Senza dubbio. Alla Ca’ Granda visitò i reparti dell’accettazione e del pronto soccorso, prima di andare in chiesa e, dopo, altri padiglioni, tra cui il “Granelli”, dove sarebbe tornato, solo pochi mesi dopo, lui stesso da malato. Vorrei anche sottolineare l’allocuzione che Montini tenne il 25 marzo 1956, nella festa liturgica dell’Annunciazione (cui è dedicata la parrocchia dell’ospedale) e nell’anno del V centenario di fondazione della Ca’ Granda. “Noi possiamo compiacerci che la fondazione dimostri, fin dall’origine, alcuni caratteri che preludono alla moderna assistenza sanitaria […]. Ma non minore compiacenza noi oggi proviamo osservando che lo spirito, donde mosse la gloriosa istituzione, ne accompagnò il laborioso e ascensionale cammino, associando allo sforzo civile e sanitario quell’energia spirituale incomparabile che si chiama la carità. L’ospedale nasce infatti civile, ma non laico”. Questo a dimostrare la modernità della visione montiniana anche riguardo alla vicinanza e alla cura concreta e religiosa dei sofferenti.

Pietà e carità possono essere considerati due punti-cardine dell’episcopato del futuro beato e del pontificato di Paolo VI?
Non vi era nulla di “esteriore” nel suo avvicinarsi al bisogno umano, qualsiasi esso fosse.
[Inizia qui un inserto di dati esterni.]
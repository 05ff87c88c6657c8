use crate::errors::{PipelineError, Result};
use crate::models::price::PriceBar;
use crate::util::{escape_sql_string, quote_identifier};
use chrono::{NaiveDate, NaiveDateTime};
use duckdb::{params, Connection};
use std::fs;
use std::path::Path;

pub const RAW_TABLE: &str = "raw.stock_prices";

const RAW_DDL: &str = r#"
CREATE SCHEMA IF NOT EXISTS raw;

CREATE TABLE IF NOT EXISTS raw.stock_prices (
    symbol       VARCHAR,
    trade_date   DATE,
    open         DOUBLE,
    high         DOUBLE,
    low          DOUBLE,
    close        DOUBLE,
    volume       BIGINT,
    ingested_at  TIMESTAMP,
    PRIMARY KEY (symbol, trade_date)
);
"#;

/// Opens the warehouse file, creating its parent directory if needed.
///
/// The returned connection holds the DuckDB file lock until it is dropped.
pub fn open(db_path: &Path) -> Result<Connection> {
    if let Some(parent) = db_path.parent() {
        if !parent.as_os_str().is_empty() {
            fs::create_dir_all(parent)?;
        }
    }
    Ok(Connection::open(db_path)?)
}

pub fn ensure_raw_table(connection: &Connection) -> Result<()> {
    connection.execute_batch(RAW_DDL)?;
    Ok(())
}

/// Splits `schema.table`; an unqualified name lives in `main`.
pub fn split_table_name(qualified: &str) -> (&str, &str) {
    match qualified.rsplit_once('.') {
        Some((schema, table)) => (schema, table),
        None => ("main", qualified),
    }
}

pub fn table_exists(connection: &Connection, qualified: &str) -> Result<bool> {
    let (schema, table) = split_table_name(qualified);
    let count: i64 = connection.query_row(
        "SELECT COUNT(*) FROM information_schema.tables WHERE table_schema = ? AND table_name = ?",
        params![schema, table],
        |row| row.get(0),
    )?;
    Ok(count > 0)
}

pub fn count_rows(connection: &Connection, qualified: &str) -> Result<i64> {
    let sql = format!("SELECT COUNT(*) FROM {}", quote_identifier(qualified));
    Ok(connection.query_row(sql.as_str(), [], |row| row.get(0))?)
}

/// Commits on success, rolls back and returns the original error otherwise.
pub fn finalize_transaction<T>(connection: &Connection, result: Result<T>) -> Result<T> {
    match result {
        Ok(value) => {
            connection.execute_batch("COMMIT")?;
            Ok(value)
        }
        Err(error) => {
            let _ = connection.execute_batch("ROLLBACK");
            Err(error)
        }
    }
}

/// Most recent bars from the raw table, newest first.
pub fn latest_bars(connection: &Connection, symbol: Option<&str>, limit: usize) -> Result<Vec<PriceBar>> {
    if !table_exists(connection, RAW_TABLE)? {
        return Ok(Vec::new());
    }

    let filter = match symbol {
        Some(symbol) => format!("WHERE symbol = '{}'", escape_sql_string(symbol)),
        None => String::new(),
    };
    let sql = format!(
        r#"
SELECT symbol, CAST(trade_date AS VARCHAR), open, high, low, close, volume, CAST(ingested_at AS VARCHAR)
FROM raw.stock_prices
{filter}
ORDER BY trade_date DESC, symbol
LIMIT {limit}
"#,
        filter = filter,
        limit = limit,
    );
    let mut statement = connection.prepare(sql.as_str())?;
    let rows = statement.query_map([], |row| {
        Ok((
            row.get::<_, String>(0)?,
            row.get::<_, String>(1)?,
            row.get::<_, f64>(2)?,
            row.get::<_, f64>(3)?,
            row.get::<_, f64>(4)?,
            row.get::<_, f64>(5)?,
            row.get::<_, i64>(6)?,
            row.get::<_, String>(7)?,
        ))
    })?;

    let mut bars = Vec::new();
    for row in rows {
        let (symbol, trade_date, open, high, low, close, volume, ingested_at) = row?;
        bars.push(PriceBar {
            symbol,
            trade_date: NaiveDate::parse_from_str(&trade_date, "%Y-%m-%d")?,
            open,
            high,
            low,
            close,
            volume,
            ingested_at: NaiveDateTime::parse_from_str(&ingested_at, "%Y-%m-%d %H:%M:%S%.f")?,
        });
    }
    Ok(bars)
}

/// `(column name, DuckDB type)` pairs in table order.
pub fn describe_table(connection: &Connection, qualified: &str) -> Result<Vec<(String, String)>> {
    let (schema, table) = split_table_name(qualified);
    let mut statement = connection.prepare(
        "SELECT column_name, data_type FROM information_schema.columns \
         WHERE table_schema = ? AND table_name = ? ORDER BY ordinal_position",
    )?;
    let columns = statement
        .query_map(params![schema, table], |row| Ok((row.get::<_, String>(0)?, row.get::<_, String>(1)?)))?
        .collect::<std::result::Result<Vec<_>, _>>()?;

    if columns.is_empty() {
        return Err(PipelineError::DataError(format!("table {} does not exist", qualified)));
    }
    Ok(columns)
}

#[cfg(test)]
mod tests {
    use super::*;
    use tempfile::tempdir;

    #[test]
    fn raw_table_creation_is_idempotent() {
        let temp = tempdir().expect("tempdir");
        let connection = open(&temp.path().join("nested").join("wh.duckdb")).expect("open");

        ensure_raw_table(&connection).expect("first");
        ensure_raw_table(&connection).expect("second");

        assert!(table_exists(&connection, RAW_TABLE).expect("exists"));
        assert!(!table_exists(&connection, "main_marts.daily_returns").expect("exists"));
        assert_eq!(count_rows(&connection, RAW_TABLE).expect("count"), 0);
    }

    #[test]
    fn describe_lists_columns_in_order() {
        let temp = tempdir().expect("tempdir");
        let connection = open(&temp.path().join("wh.duckdb")).expect("open");
        ensure_raw_table(&connection).expect("ddl");

        let columns = describe_table(&connection, RAW_TABLE).expect("describe");
        let names: Vec<&str> = columns.iter().map(|(n, _)| n.as_str()).collect();
        assert_eq!(names, crate::models::price::PRICE_BAR_FIELDS.to_vec());
        assert_eq!(columns[1].1, "DATE");

        let error = describe_table(&connection, "main.absent").expect_err("missing");
        assert!(matches!(error, PipelineError::DataError(_)));
    }

    #[test]
    fn latest_bars_reads_back_rows() {
        let temp = tempdir().expect("tempdir");
        let connection = open(&temp.path().join("wh.duckdb")).expect("open");
        assert!(latest_bars(&connection, None, 5).expect("empty").is_empty());

        ensure_raw_table(&connection).expect("ddl");
        connection
            .execute_batch(
                "INSERT INTO raw.stock_prices VALUES \
                 ('AAPL', DATE '2025-01-02', 1, 2, 0.5, 1.5, 10, TIMESTAMP '2025-01-03 06:00:00'), \
                 ('AAPL', DATE '2025-01-03', 2, 3, 1.5, 2.5, 20, TIMESTAMP '2025-01-03 06:00:00.5'), \
                 ('MSFT', DATE '2025-01-03', 3, 4, 2.5, 3.5, 30, TIMESTAMP '2025-01-03 06:00:00')",
            )
            .expect("insert");

        let aapl = latest_bars(&connection, Some("AAPL"), 5).expect("aapl");
        assert_eq!(aapl.len(), 2);
        assert_eq!(aapl[0].trade_date, NaiveDate::from_ymd_opt(2025, 1, 3).unwrap());
        assert_eq!(aapl[0].volume, 20);

        let all = latest_bars(&connection, None, 2).expect("all");
        assert_eq!(all.len(), 2);
    }
}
Nel 1959, per la riapertura al pubblico e all’Università degli Studi, della chiesa dell’Annunciata, non a caso, aveva detto: “Un senso di onore e letizia mi succede nell’animo al pensiero che il mio ministero sia splendidamente qualificato come quello di Pastore dei poveri e dei sofferenti”. Una pietà umana e cristiana continuamente esercitata e che trovò a Milano un terreno fecondo di apostolato e una risposta, da parte della gente, superiore, molto spesso, a ogni aspettativa.
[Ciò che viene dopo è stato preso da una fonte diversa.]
pub mod exporter;
pub mod fetcher;
pub mod loader;
pub mod quality;
pub mod transformer;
Anche nella grande Missione di Milano nel 1957, Montini volle inserire il personale infermieristico e compose anche una preghiera per le infermiere…
Sì e ciò testimonia, ancora una volta, quanto all’Arcivescovo stesse a cuore il popolo affidatogli. C’è un episodio che, credo, delinei a pieno questa sollecitudine. Un pastorello della Valtellina, Primo Piccagnone, del paese di Sant’Antonio Morignone, era rimasto paralizzato per una caduta, a undici anni, mentre pascolava le pecore. Fu ricoverato infine al “Gaetano Pini”, ma qui non poteva restare a lungo. Era stato abbandonato dalla famiglia e sarebbe senza dubbio andato incontro a un triste destino se il cardinale Montini non fosse venuto a conoscenza della vicenda e non si fosse interessato personalmente per il suo definitivo soggiorno presso la “Sacra Famiglia” di Cesano Boscone. Nel pellegrinaggio diocesano a Lourdes, nel 1958, il giovane incontrerà l’arcivescovo Montini. Dopo la sua elezione al Soglio di Pietro, il ragazzo scrisse al Papa che avrebbe offerto la sua vita e le sofferenze per il Pontificato. Morì a 21 anni nel 1966. E rimangono, allora, negli occhi quelle fotografie che ritraggono spesso l’Arcivescovo chino sulla sofferenza, davanti ai piccoli piagati dal dolore innocente: i più vicini al suo animo di Pastore, come aveva confidato a un altro grande beato, don Carlo Gnocchi.